In the case of LGBT poetry, two collections shine that light on poems of our community.
The newest: “100 Queer Poems” edited by Mary Jean Chan (Vintage Books, a division of Penguin Random House UK) published in 2022. https://www.amazon.com/100-Queer-Poems/dp/1529115329/ref=sr_1_1?crid=24JRU0DF1WYTK&keywords=100+Queer+Poems&qid=1689122808&s=books&sprefix=100+queer+poems%2Cstripbooks%2C135&sr=1-1
The fine introduction clued me to the earlier collection; “The Penguin Book of Homosexual Verse” published 1983 by Penguin and edited by Stephen Coote. https://www.amazon.com/Homosexual-Verse-Penguin-Book-poets/dp/0140585516/ref=sr_1_1?crid=3AZMK8TX4OW1J&keywords=the+penguin+book+of+homosexual+verse&qid=1689122976&s=books&sprefix=The+Penguin+Book+of+Homosexual+Verse%2Cstripbooks%2C147&sr=1-1
“100 Queer Poems” obviously features some of the newer work with a good deal of the contents from the 21st Century. The poems are in themed sections with such headings as “Queer Domesticities,” “Queering the City” and “Queer Futures.”

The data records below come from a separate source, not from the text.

//! Read API server binary entry point.
//!
//! Loads the store snapshot written by the ingestion binary and serves the five
//! read patterns over HTTP until interrupted.
//!
//! ```bash
//! api_server --port 8080
//! PAPER_STORE_PATH=data/store.json api_server
//! ```

use std::path::PathBuf;

use anyhow::{Context, Result};
use arxiv_projection::{
    config::ServerConfig,
    query::QueryEngine,
    server::{build_router, serve},
    storage::{memory::MemoryStore, ProjectionStore},
};
use clap::Parser;
use tracing::{debug, info, warn};
use tracing_subscriber::{fmt, prelude::*, EnvFilter};

/// HTTP read API over the paper projection store
#[derive(Parser, Debug)]
#[command(
    name = "api_server",
    version,
    about = "Serve the paper projection store over HTTP",
    long_about = "Serves GET /papers/recent, /papers/author/{name}, /papers/{id}, /papers/search and /papers/keyword/{kw} from the store snapshot.

Settings resolve in order: command-line flag, then PAPER_API_HOST / PAPER_API_PORT / PAPER_STORE_PATH, then defaults.

EXAMPLES:
  Serve the default snapshot on port 8080:
    api_server

  Listen on all interfaces:
    api_server --host 0.0.0.0 --port 9000"
)]
struct Args {
    /// Address to bind
    #[arg(long, value_name = "HOST")]
    host: Option<String>,

    /// Port to bind
    #[arg(long, value_name = "PORT")]
    port: Option<u16>,

    /// Store snapshot file
    #[arg(long, value_name = "PATH")]
    store_path: Option<PathBuf>,

    /// Result count for bounded patterns called without a limit
    #[arg(long, value_name = "N")]
    default_limit: Option<usize>,

    /// Logging verbosity level
    #[arg(long, value_name = "LEVEL", default_value = "info")]
    log_level: String,
}

impl Args {
    fn server_config(&self) -> ServerConfig {
        let mut config = ServerConfig::from_env();
        if let Some(host) = &self.host {
            config.host = host.clone();
        }
        if let Some(port) = self.port {
            config.port = port;
        }
        if let Some(path) = &self.store_path {
            config.store_path = path.clone();
        }
        if let Some(limit) = self.default_limit {
            config.default_limit = limit;
        }
        config
    }
}

/// Initialize logging subsystem with the specified level
fn init_logging(level: &str) {
    tracing_subscriber::registry()
        .with(fmt::layer().with_writer(std::io::stderr))
        .with(EnvFilter::try_from_default_env().unwrap_or_else(|_| EnvFilter::new(level)))
        .init();
}

#[tokio::main]
async fn main() -> Result<()> {
    let args = Args::parse();
    init_logging(&args.log_level);

    let config = args.server_config();
    debug!("Server configuration: {:?}", config);

    if !config.store_path.exists() {
        warn!(
            "Store snapshot {} not found; serving an empty store",
            config.store_path.display()
        );
    }

    let store = MemoryStore::open(&config.store_path)
        .await
        .with_context(|| format!("Failed to open store snapshot {}", config.store_path.display()))?;
    let items = store.count_items().await.context("Failed to count stored items")?;
    info!("Loaded {} items from {}", items, config.store_path.display());

    let engine = QueryEngine::new(store).with_default_limit(config.default_limit);
    let router = build_router(engine);

    serve(router, &config.bind_address())
        .await
        .context("Read API server failed")?;

    info!("Read API server stopped");
    Ok(())
}
//! Keyword extraction for the keyword index.
//!
//! Keywords are the most frequent content words of a paper's abstract. The
//! heuristic is intentionally simple and fully deterministic so that re-ingesting
//! the same paper always produces the same keyword partition keys.

use once_cell::sync::Lazy;
use regex::Regex;
use std::collections::HashMap;

/// Default number of keywords kept per paper.
pub const DEFAULT_KEYWORD_LIMIT: usize = 10;

/// Minimum token length (in characters) for a keyword candidate.
const MIN_TOKEN_LEN: usize = 3;

/// A token starts with a letter and continues with letters, digits or hyphens.
static WORD_RE: Lazy<Regex> =
    Lazy::new(|| Regex::new(r"[A-Za-z][A-Za-z0-9\-]+").expect("valid word pattern"));

/// Words never treated as keywords.
const STOPWORDS: &[&str] = &[
    "the", "a", "an", "and", "or", "but", "in", "on", "at", "to", "for", "of", "with", "by",
    "from", "up", "about", "into", "through", "during", "is", "are", "was", "were", "be", "been",
    "being", "have", "has", "had", "do", "does", "did", "will", "would", "could", "should", "may",
    "might", "can", "this", "that", "these", "those", "we", "our", "use", "using", "based",
    "approach", "method", "paper", "propose", "proposed", "show",
];

/// Returns true if `word` (already lowercased) is a stop word.
pub fn is_stopword(word: &str) -> bool {
    STOPWORDS.contains(&word)
}

/// Split text into lowercase keyword candidates, in order of appearance.
///
/// Stop words and tokens shorter than three characters are dropped.
pub fn tokenize(text: &str) -> Vec<String> {
    WORD_RE
        .find_iter(text)
        .map(|m| m.as_str().to_lowercase())
        .filter(|w| w.len() >= MIN_TOKEN_LEN && !is_stopword(w))
        .collect()
}

/// Extract up to `limit` keywords from free text.
///
/// Keywords are ranked by descending frequency; ties keep the order in which the
/// words first appear in the text.
///
/// # Arguments
/// * `text` - The text to extract keywords from (typically an abstract)
/// * `limit` - Maximum number of keywords to return
///
/// # Returns
/// The ranked keyword list; empty for empty text
///
/// # Example
/// ```
/// use arxiv_projection::keywords::extract_keywords;
///
/// let keywords = extract_keywords("graph learning on graph data", 10);
/// assert_eq!(keywords, vec!["graph", "learning", "data"]);
/// ```
pub fn extract_keywords(text: &str, limit: usize) -> Vec<String> {
    if text.is_empty() || limit == 0 {
        return Vec::new();
    }

    let mut counts: HashMap<String, usize> = HashMap::new();
    let mut first_seen: Vec<String> = Vec::new();

    for word in tokenize(text) {
        let count = counts.entry(word.clone()).or_insert(0);
        if *count == 0 {
            first_seen.push(word);
        }
        *count += 1;
    }

    // Stable sort keeps first-occurrence order among equal counts
    first_seen.sort_by(|a, b| counts[b].cmp(&counts[a]));
    first_seen.truncate(limit);
    first_seen
}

Poet Wilfred Owen died in WWI. His poem “Shadwell Storm” was not acknowledged as Queer during his lifetime and probably neither was he. “Shadwell” appears in “100 Poems” and appears in “Penguin Book of…” as well.
Some of the poems are ambiguous as to the sexuality but others couldn’t be anything other than LGBT. W. H. Auden’s “Funeral Blues” is a movint (and brief) evocation of personal loss, the loved one identified as another man, but the emotions are universal.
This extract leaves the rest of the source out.